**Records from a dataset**
▬▬▬▬▬▬

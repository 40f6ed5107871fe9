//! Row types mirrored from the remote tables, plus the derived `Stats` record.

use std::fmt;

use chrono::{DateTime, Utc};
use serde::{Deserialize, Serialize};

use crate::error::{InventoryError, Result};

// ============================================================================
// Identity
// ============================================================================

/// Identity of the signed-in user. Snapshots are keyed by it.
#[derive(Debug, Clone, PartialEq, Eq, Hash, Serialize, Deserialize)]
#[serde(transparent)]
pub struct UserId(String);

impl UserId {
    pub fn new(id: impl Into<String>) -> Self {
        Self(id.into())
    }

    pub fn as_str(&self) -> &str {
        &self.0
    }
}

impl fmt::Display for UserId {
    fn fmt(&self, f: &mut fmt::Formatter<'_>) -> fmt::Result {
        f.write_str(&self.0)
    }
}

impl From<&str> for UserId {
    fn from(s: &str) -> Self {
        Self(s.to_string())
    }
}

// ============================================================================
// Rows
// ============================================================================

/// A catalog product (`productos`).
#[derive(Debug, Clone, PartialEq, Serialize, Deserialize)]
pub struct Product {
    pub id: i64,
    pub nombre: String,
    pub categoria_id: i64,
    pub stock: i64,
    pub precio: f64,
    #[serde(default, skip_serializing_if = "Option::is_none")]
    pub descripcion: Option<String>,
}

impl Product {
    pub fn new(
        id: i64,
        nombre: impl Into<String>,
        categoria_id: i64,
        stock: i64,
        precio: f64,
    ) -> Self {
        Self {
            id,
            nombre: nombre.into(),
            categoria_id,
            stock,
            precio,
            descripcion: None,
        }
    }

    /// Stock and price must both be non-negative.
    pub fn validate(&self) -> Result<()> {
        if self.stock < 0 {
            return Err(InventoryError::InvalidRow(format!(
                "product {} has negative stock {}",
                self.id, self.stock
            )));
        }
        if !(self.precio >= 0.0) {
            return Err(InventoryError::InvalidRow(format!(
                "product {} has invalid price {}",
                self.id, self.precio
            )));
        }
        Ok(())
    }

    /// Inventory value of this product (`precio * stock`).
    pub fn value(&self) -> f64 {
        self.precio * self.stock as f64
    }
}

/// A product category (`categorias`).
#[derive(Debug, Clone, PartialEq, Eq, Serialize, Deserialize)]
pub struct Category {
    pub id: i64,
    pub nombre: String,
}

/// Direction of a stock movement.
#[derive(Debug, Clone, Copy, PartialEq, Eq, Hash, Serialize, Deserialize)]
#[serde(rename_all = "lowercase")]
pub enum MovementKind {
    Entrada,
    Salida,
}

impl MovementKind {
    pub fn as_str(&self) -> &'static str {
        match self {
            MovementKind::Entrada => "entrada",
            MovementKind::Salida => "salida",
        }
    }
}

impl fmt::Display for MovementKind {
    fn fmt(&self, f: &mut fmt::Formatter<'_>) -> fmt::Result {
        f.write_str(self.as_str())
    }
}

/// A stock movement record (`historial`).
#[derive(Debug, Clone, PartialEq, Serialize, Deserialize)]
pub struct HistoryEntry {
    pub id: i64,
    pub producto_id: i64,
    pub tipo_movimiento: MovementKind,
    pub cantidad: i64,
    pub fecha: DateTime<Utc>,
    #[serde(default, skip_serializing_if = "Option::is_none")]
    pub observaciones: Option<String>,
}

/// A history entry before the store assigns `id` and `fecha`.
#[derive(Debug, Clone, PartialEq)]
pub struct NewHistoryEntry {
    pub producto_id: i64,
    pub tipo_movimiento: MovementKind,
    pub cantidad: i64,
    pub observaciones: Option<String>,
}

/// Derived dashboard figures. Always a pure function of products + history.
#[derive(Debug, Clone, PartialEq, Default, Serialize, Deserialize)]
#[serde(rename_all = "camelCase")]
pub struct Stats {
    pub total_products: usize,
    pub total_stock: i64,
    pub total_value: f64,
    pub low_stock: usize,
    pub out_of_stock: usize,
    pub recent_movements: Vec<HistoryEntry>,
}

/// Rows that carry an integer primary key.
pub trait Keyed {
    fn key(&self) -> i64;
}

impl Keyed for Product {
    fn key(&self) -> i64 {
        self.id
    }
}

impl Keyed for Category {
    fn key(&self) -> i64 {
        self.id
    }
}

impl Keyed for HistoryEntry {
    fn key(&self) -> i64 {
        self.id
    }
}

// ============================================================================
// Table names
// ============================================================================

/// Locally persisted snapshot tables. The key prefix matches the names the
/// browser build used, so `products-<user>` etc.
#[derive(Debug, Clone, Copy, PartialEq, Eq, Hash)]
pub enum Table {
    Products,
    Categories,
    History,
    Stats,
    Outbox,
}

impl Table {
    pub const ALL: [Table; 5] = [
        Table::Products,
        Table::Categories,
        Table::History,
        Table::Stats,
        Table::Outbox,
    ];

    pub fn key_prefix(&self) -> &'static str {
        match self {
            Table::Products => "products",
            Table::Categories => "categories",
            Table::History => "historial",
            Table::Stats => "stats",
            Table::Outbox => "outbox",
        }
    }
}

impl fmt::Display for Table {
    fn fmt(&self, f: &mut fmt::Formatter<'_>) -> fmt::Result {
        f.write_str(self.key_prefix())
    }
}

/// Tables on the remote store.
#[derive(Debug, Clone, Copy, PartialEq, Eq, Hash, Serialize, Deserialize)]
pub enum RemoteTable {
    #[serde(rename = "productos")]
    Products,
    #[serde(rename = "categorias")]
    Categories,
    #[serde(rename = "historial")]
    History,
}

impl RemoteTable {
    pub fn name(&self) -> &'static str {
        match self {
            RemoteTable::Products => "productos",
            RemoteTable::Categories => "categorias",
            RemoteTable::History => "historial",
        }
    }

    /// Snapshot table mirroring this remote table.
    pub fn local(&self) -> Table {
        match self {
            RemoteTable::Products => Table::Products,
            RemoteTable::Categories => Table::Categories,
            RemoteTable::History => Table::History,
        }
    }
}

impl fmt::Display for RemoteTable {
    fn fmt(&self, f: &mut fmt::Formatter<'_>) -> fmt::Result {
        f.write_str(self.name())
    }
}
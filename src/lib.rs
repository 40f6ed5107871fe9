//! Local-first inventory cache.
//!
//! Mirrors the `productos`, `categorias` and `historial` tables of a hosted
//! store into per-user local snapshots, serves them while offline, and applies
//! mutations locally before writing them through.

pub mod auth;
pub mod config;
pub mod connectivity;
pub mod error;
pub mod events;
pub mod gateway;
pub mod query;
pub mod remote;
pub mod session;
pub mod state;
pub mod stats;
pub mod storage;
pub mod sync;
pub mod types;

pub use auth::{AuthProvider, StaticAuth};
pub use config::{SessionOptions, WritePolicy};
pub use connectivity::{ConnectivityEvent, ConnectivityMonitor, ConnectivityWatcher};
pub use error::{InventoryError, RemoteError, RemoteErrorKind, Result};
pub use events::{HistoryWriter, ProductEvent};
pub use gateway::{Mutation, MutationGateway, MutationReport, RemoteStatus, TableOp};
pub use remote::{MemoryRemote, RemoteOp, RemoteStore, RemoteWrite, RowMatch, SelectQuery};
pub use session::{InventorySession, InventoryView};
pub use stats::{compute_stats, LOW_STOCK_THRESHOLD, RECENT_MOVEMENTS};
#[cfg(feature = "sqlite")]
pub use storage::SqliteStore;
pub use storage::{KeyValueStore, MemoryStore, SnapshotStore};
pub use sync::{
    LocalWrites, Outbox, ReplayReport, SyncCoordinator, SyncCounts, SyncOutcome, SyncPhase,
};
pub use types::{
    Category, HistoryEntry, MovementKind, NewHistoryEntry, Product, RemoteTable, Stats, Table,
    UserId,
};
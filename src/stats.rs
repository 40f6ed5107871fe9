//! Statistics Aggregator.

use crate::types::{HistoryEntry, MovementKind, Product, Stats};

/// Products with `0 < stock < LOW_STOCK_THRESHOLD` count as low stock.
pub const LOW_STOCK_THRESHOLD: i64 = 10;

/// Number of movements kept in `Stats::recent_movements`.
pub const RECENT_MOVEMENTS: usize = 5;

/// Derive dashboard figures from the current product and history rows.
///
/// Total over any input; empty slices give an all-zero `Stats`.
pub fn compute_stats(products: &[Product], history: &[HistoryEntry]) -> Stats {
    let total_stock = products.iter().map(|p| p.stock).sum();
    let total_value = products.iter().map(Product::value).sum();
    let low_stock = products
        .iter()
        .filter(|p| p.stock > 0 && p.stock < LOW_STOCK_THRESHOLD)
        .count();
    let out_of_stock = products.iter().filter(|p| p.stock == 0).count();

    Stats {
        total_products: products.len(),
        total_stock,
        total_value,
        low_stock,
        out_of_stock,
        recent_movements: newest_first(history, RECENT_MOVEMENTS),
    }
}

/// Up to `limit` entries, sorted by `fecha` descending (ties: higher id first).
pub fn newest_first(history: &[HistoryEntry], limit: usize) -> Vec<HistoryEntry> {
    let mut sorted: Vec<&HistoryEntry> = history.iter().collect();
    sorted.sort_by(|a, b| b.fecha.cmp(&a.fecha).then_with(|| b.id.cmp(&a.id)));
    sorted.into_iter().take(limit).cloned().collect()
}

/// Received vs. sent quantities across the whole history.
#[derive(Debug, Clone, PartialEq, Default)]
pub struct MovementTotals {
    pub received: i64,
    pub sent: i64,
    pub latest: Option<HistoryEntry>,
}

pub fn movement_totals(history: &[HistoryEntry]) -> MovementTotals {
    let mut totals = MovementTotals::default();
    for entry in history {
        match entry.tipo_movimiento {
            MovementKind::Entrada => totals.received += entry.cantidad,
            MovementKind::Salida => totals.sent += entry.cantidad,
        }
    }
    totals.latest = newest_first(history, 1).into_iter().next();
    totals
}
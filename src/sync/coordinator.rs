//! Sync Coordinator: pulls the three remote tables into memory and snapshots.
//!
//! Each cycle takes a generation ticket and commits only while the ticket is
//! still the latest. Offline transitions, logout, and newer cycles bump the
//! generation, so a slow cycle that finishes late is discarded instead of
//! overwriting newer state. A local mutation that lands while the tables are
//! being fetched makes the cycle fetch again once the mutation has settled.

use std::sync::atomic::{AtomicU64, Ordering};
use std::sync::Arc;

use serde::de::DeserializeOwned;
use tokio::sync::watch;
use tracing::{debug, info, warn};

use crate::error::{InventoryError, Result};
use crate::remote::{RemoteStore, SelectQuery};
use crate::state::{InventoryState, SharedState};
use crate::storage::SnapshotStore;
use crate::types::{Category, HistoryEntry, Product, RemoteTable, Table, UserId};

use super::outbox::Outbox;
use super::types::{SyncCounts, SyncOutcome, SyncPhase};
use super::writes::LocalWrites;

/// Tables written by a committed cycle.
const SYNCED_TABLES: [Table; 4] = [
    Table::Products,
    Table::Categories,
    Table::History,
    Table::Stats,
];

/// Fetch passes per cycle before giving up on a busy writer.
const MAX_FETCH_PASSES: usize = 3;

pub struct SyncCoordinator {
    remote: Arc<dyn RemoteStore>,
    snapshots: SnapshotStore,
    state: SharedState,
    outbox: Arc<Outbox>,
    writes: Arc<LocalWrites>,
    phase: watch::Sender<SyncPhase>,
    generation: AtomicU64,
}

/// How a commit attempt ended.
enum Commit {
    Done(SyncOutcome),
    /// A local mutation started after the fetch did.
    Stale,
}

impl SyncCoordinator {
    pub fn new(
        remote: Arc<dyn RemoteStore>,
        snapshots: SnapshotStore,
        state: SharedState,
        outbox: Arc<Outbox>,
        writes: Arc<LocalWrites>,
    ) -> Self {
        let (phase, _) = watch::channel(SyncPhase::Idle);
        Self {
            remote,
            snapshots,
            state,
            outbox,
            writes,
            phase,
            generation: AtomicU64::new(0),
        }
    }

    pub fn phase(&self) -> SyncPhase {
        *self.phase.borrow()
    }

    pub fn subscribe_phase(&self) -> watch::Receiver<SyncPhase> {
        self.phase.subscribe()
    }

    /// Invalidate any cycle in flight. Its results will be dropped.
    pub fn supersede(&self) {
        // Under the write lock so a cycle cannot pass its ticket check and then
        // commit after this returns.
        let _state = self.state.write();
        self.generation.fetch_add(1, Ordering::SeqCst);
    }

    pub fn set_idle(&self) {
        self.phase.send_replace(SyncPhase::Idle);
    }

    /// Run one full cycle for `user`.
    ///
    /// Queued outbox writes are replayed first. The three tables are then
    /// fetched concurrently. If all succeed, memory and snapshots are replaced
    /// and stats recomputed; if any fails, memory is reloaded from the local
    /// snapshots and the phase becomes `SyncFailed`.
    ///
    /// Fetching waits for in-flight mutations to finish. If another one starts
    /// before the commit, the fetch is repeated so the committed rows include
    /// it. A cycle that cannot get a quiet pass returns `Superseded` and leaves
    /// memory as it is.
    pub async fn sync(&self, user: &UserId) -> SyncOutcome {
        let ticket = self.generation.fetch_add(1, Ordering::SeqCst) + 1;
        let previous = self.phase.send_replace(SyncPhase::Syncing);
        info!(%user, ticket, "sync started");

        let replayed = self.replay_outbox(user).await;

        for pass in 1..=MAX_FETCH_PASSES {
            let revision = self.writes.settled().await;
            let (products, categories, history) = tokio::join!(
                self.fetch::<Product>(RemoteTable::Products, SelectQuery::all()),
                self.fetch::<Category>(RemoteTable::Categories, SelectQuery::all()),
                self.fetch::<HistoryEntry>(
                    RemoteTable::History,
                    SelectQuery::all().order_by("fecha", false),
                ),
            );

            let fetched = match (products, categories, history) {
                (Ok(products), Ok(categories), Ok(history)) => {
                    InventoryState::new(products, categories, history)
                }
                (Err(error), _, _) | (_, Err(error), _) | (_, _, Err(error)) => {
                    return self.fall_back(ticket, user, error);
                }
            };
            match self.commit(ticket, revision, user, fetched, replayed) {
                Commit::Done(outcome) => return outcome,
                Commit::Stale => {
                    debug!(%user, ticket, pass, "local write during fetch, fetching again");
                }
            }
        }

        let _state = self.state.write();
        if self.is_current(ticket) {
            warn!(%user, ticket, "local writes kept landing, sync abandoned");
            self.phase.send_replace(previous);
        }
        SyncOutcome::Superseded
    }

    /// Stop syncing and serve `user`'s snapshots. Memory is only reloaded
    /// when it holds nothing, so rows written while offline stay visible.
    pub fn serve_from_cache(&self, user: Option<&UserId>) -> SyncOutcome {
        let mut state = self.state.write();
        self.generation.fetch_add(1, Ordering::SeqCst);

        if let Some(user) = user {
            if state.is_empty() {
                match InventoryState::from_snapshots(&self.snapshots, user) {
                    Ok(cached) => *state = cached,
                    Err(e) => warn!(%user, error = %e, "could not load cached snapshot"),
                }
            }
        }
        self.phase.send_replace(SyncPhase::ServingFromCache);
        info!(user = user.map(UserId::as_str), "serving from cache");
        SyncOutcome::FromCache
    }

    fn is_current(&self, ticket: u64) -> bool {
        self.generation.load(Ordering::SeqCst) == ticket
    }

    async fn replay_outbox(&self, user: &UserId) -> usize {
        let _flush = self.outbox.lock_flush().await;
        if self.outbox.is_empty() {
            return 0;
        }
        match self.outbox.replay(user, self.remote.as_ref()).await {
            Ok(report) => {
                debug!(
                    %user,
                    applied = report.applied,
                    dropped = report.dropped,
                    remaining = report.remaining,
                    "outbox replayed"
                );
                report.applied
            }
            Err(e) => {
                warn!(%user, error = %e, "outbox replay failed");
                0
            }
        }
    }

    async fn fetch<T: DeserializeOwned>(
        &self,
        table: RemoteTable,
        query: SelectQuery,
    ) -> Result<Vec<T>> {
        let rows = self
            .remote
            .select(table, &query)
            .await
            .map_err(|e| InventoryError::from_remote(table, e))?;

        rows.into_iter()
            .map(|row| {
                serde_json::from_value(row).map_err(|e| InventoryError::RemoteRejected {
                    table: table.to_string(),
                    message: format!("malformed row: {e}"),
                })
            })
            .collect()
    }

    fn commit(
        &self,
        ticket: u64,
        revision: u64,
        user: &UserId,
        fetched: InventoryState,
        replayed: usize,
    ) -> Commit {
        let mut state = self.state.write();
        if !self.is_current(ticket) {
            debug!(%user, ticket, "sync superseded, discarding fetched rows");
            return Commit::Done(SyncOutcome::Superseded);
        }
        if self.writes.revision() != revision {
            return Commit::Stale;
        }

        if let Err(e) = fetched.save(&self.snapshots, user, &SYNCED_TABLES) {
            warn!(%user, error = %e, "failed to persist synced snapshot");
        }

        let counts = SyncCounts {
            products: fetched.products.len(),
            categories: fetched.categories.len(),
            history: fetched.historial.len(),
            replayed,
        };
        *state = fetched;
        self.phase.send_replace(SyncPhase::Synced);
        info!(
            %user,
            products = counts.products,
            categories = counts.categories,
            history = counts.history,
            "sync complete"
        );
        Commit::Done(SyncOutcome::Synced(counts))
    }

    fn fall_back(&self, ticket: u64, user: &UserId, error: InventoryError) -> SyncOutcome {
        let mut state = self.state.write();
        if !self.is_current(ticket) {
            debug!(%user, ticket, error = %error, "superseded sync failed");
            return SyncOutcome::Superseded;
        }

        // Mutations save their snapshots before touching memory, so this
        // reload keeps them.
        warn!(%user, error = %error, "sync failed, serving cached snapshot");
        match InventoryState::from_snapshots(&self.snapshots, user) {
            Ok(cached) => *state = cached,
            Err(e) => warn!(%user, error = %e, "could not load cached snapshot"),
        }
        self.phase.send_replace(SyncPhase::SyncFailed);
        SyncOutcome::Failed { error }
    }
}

▬▬▬▬▬▬

**Required action**
Copy every line of the records above that holds the word "SyncCounts".

**Written response**
    LocalWrites, Outbox, ReplayReport, SyncCoordinator, SyncCounts, SyncOutcome, SyncPhase,
use super::types::{SyncCounts, SyncOutcome, SyncPhase};
        let counts = SyncCounts {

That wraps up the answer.